Baltimore Sun

Where’s the concern about the deficit now?

- J. Martin, Middle River

Where’s the outrage? In 2010, as the country was at the lowest point of the worst economic recession since the 1930s, the tea party was formed to protest the rising federal debt initiated by President Barack Obama to restart the economy. They took their outrage to the streets and put tea party candidates into Congress, giving the GOP control.

Today, the economic upturn that began in 2010 continues unabated. But the deficit, rather than diminishin­g, has grown. This past year it topped $779 billion, and that’s a 17 percent increase creating a record on top of a previous year record presented by a congress controlled by political descendant­s of the 2010 tea party (“US budget deficit hits highest level in 6 years,” Oct. 19).

The deficit of 2010 was an investment in our future. One that is being paid off. The deficit of 2018 is wealth distributi­on upwards.

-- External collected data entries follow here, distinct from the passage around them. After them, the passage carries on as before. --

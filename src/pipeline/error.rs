//! Error types of the output pipeline.

use crate::storage::StorageError;
use thiserror::Error;

/// Failure to deliver something to the log chat.
#[derive(Error, Debug, Clone, PartialEq, Eq)]
pub enum SendError {
    /// The platform rejected the request or the network failed after retries.
    #[error("Telegram send error: {0}")]
    Telegram(String),
}

/// Failure to obtain or attach a media file.
#[derive(Error, Debug)]
pub enum MediaError {
    /// The archive holds no media reference for the message.
    #[error("no stored media for message {0}")]
    NotStored(i32),
    /// The strategy needs a live message but only an archived one is available.
    #[error("live media is not available for archived messages")]
    NotLive,
    /// The file is larger than the configured download limit.
    #[error("media too large: {size} bytes (limit {limit})")]
    TooLarge {
        /// Reported file size.
        size: u32,
        /// Configured limit.
        limit: u32,
    },
    /// The fetch succeeded but returned no bytes.
    #[error("media file is empty")]
    Empty,
    /// Download from the platform failed.
    #[error("media download failed: {0}")]
    Fetch(String),
    /// Reading the stored file failed.
    #[error(transparent)]
    Storage(#[from] StorageError),
    /// Sending the attachment failed.
    #[error(transparent)]
    Send(#[from] SendError),
}

/// Non-success outcomes of routing an event.
///
/// None of these escape [`EventRouter::route`](super::router::EventRouter::route);
/// they classify what happened for logging and tests.
#[derive(Error, Debug, Clone, PartialEq, Eq)]
pub enum RelayError {
    /// The event did not match the forwarding rules.
    #[error("event rejected by filter rules")]
    FilterRejected,
    /// The deletion was refused by the rate limiter.
    #[error("deletion refused by rate limiter")]
    RateLimited,
    /// The deleted message could not be found in the archive.
    #[error("message {0} not found in archive")]
    LookupNotFound(i32),
    /// An attachment path failed; the next fallback applies.
    #[error("media unavailable: {0}")]
    MediaUnavailable(String),
    /// Even the text-only fallback could not be sent.
    #[error("destination send failed: {0}")]
    DestinationSendFailure(String),
}
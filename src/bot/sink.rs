//! Log chat sender.

use crate::config::{TELEGRAM_CAPTION_LIMIT, TELEGRAM_MESSAGE_LIMIT};
use crate::pipeline::error::SendError;
use crate::pipeline::ports::{LogSink, MediaFile};
use crate::utils::{retry_telegram_operation, truncate_str};
use async_trait::async_trait;
use teloxide::prelude::*;
use teloxide::types::{ChatId, InputFile, MessageId, ParseMode, ReplyParameters};
use tokio::sync::Mutex;
use tracing::{debug, warn};

const OVERFLOW_MARKER: &str = "\n\n<i>(truncated)</i>";

/// Sends log entries to one chat, one request sequence at a time.
///
/// Entries are HTML. A caption over the platform limit is sent as the file
/// followed by a separate text message.
pub struct TelegramLogSink {
    bot: Bot,
    chat_id: ChatId,
    order: Mutex<()>,
}

impl TelegramLogSink {
    /// Creates a sink writing to `chat_id`.
    #[must_use]
    pub fn new(bot: Bot, chat_id: ChatId) -> Self {
        Self {
            bot,
            chat_id,
            order: Mutex::new(()),
        }
    }

    async fn send_message(&self, text: &str) -> Result<(), SendError> {
        let text = fit_message(text);
        retry_telegram_operation(|| async {
            self.bot
                .send_message(self.chat_id, text.clone())
                .parse_mode(ParseMode::Html)
                .await
                .map_err(|e| anyhow::anyhow!("Telegram send error: {e}"))
        })
        .await
        .map(|_| ())
        .map_err(|e| SendError::Telegram(e.to_string()))
    }

    async fn send_document(
        &self,
        caption: Option<&str>,
        file: &MediaFile,
        reply_to: Option<i32>,
    ) -> Result<(), SendError> {
        retry_telegram_operation(|| async {
            let input = InputFile::memory(file.data().to_vec()).file_name(file.file_name().to_string());
            let mut req = self.bot.send_document(self.chat_id, input);
            if let Some(caption) = caption {
                req = req.caption(caption).parse_mode(ParseMode::Html);
            }
            if let Some(reply_to) = reply_to {
                req = req.reply_parameters(
                    ReplyParameters::new(MessageId(reply_to)).allow_sending_without_reply(),
                );
            }
            req.await
                .map_err(|e| anyhow::anyhow!("Telegram document error: {e}"))
        })
        .await
        .map(|_| ())
        .map_err(|e| SendError::Telegram(e.to_string()))
    }
}

#[async_trait]
impl LogSink for TelegramLogSink {
    async fn send_text(&self, text: &str) -> Result<(), SendError> {
        let _order = self.order.lock().await;
        self.send_message(text).await
    }

    async fn send_with_attachment(
        &self,
        text: &str,
        file: &MediaFile,
        reply_to: Option<i32>,
    ) -> Result<(), SendError> {
        let _order = self.order.lock().await;

        if fits_caption(text) {
            return self.send_document(Some(text), file, reply_to).await;
        }

        debug!(
            file_name = file.file_name(),
            "Caption too long, sending file and text separately"
        );
        self.send_document(None, file, reply_to).await?;
        if let Err(e) = self.send_message(text).await {
            warn!(error = %e, "File sent but its log text failed");
            return Err(e);
        }
        Ok(())
    }
}

fn fits_caption(text: &str) -> bool {
    text.chars().count() <= TELEGRAM_CAPTION_LIMIT
}

/// Cuts `text` to the message limit, marking the cut.
fn fit_message(text: &str) -> String {
    if text.chars().count() <= TELEGRAM_MESSAGE_LIMIT {
        return text.to_string();
    }
    warn!(
        length = text.chars().count(),
        "Log entry too long, sending truncated version"
    );
    let keep = TELEGRAM_MESSAGE_LIMIT - OVERFLOW_MARKER.chars().count();
    format!("{}{OVERFLOW_MARKER}", html_prefix(text, keep))
}

/// Longest prefix of `text` that fits in `budget` characters once its open
/// tags are closed. The cut falls outside any tag or entity.
fn html_prefix(text: &str, budget: usize) -> String {
    let closers_len = |open: &[&str]| open.iter().map(|tag| tag.len() + 3).sum::<usize>();

    let mut open: Vec<&str> = Vec::new();
    let mut best: (usize, Vec<&str>) = (0, Vec::new());
    let mut used = 0;
    let mut tag_start: Option<usize> = None;
    let mut in_entity = false;

    for (pos, ch) in text.char_indices() {
        if tag_start.is_none() && !in_entity {
            if used + closers_len(&open) > budget {
                break;
            }
            best = (pos, open.clone());
        }
        used += 1;

        match ch {
            '<' if tag_start.is_none() => tag_start = Some(pos),
            '>' => {
                if let Some(start) = tag_start.take() {
                    let tag = &text[start + 1..pos];
                    if tag.starts_with('/') {
                        open.pop();
                    } else {
                        open.push(tag.split_whitespace().next().unwrap_or(tag));
                    }
                }
            }
            '&' if tag_start.is_none() => in_entity = true,
            ';' => in_entity = false,
            _ => {}
        }
    }
    if tag_start.is_none() && !in_entity && used + closers_len(&open) <= budget {
        best = (text.len(), open);
    }

    let (cut, still_open) = best;
    let mut out = text[..cut].to_string();
    for tag in still_open.iter().rev() {
        out.push_str(&format!("</{tag}>"));
    }
    out
}
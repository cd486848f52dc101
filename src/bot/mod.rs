/// Conversion from teloxide types to pipeline events
pub mod convert;
/// Update handler tree and endpoints
pub mod handlers;
/// Media downloads
pub mod media;
/// Display names learned from traffic
pub mod names;
/// Log chat sender
pub mod sink;

pub use media::TelegramMediaFetcher;
pub use names::ObservedNames;
pub use sink::TelegramLogSink;
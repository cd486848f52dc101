//! Media downloads through the Bot API.

use crate::model::LiveMessage;
use crate::pipeline::error::MediaError;
use crate::pipeline::ports::{LiveMediaSource, MediaFile, RestrictedMediaSource};
use crate::utils::retry_telegram_operation;
use async_trait::async_trait;
use teloxide::net::Download;
use teloxide::prelude::*;
use teloxide::types::FileId;
use tracing::{debug, info};

/// Downloads message media with `get_file` + `download_file`.
///
/// Bot API file downloads are not subject to forward protection, so the same
/// path serves protected media.
pub struct TelegramMediaFetcher {
    bot: Bot,
    max_size: u32,
}

impl TelegramMediaFetcher {
    /// Creates a fetcher that refuses files above `max_size` bytes.
    #[must_use]
    pub fn new(bot: Bot, max_size: u32) -> Self {
        Self { bot, max_size }
    }

    async fn download(&self, msg: &LiveMessage) -> Result<MediaFile, MediaError> {
        let media = msg
            .media
            .as_ref()
            .ok_or_else(|| MediaError::Fetch(format!("message {} has no media", msg.id)))?;

        if let Some(size) = media.file_size.filter(|size| *size > self.max_size) {
            return Err(MediaError::TooLarge {
                size,
                limit: self.max_size,
            });
        }

        let file_id = FileId(media.file_id.clone());
        let buffer = retry_telegram_operation(|| async {
            let file = self.bot.get_file(file_id.clone()).await?;
            let mut buf = Vec::new();
            self.bot.download_file(&file.path, &mut buf).await?;
            Ok::<_, anyhow::Error>(buf)
        })
        .await
        .map_err(|e| MediaError::Fetch(e.to_string()))?;

        if buffer.is_empty() {
            return Err(MediaError::Empty);
        }

        let file_name = media
            .file_name
            .clone()
            .unwrap_or_else(|| media.kind.default_file_name().to_string());
        info!(
            message_id = msg.id,
            kind = %media.kind,
            size = buffer.len(),
            "Downloaded media from Telegram"
        );

        let message_id = msg.id;
        Ok(MediaFile::new(file_name, buffer).with_release(move || {
            debug!(message_id, "Released downloaded media");
        }))
    }
}

#[async_trait]
impl LiveMediaSource for TelegramMediaFetcher {
    async fn fetch_live(&self, message: &LiveMessage) -> Result<MediaFile, MediaError> {
        self.download(message).await
    }
}

#[async_trait]
impl RestrictedMediaSource for TelegramMediaFetcher {
    async fn prepare_restricted(&self, message: &LiveMessage) -> Result<MediaFile, MediaError> {
        debug!(message_id = message.id, "Fetching protected media");
        self.download(message).await
    }
}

But there are no protests, no angry mobs in tri-cornered hats, no burning effigies of Donald Trump or Mitch McConnell, no display of outrage. Instead they initiated a tax cut that further increased the deficit by increasing spending but reducing government income.

Families can’t increase spending while decreasing income while paying ever larger credit interest debt. But the protesters of 2010 accept it now.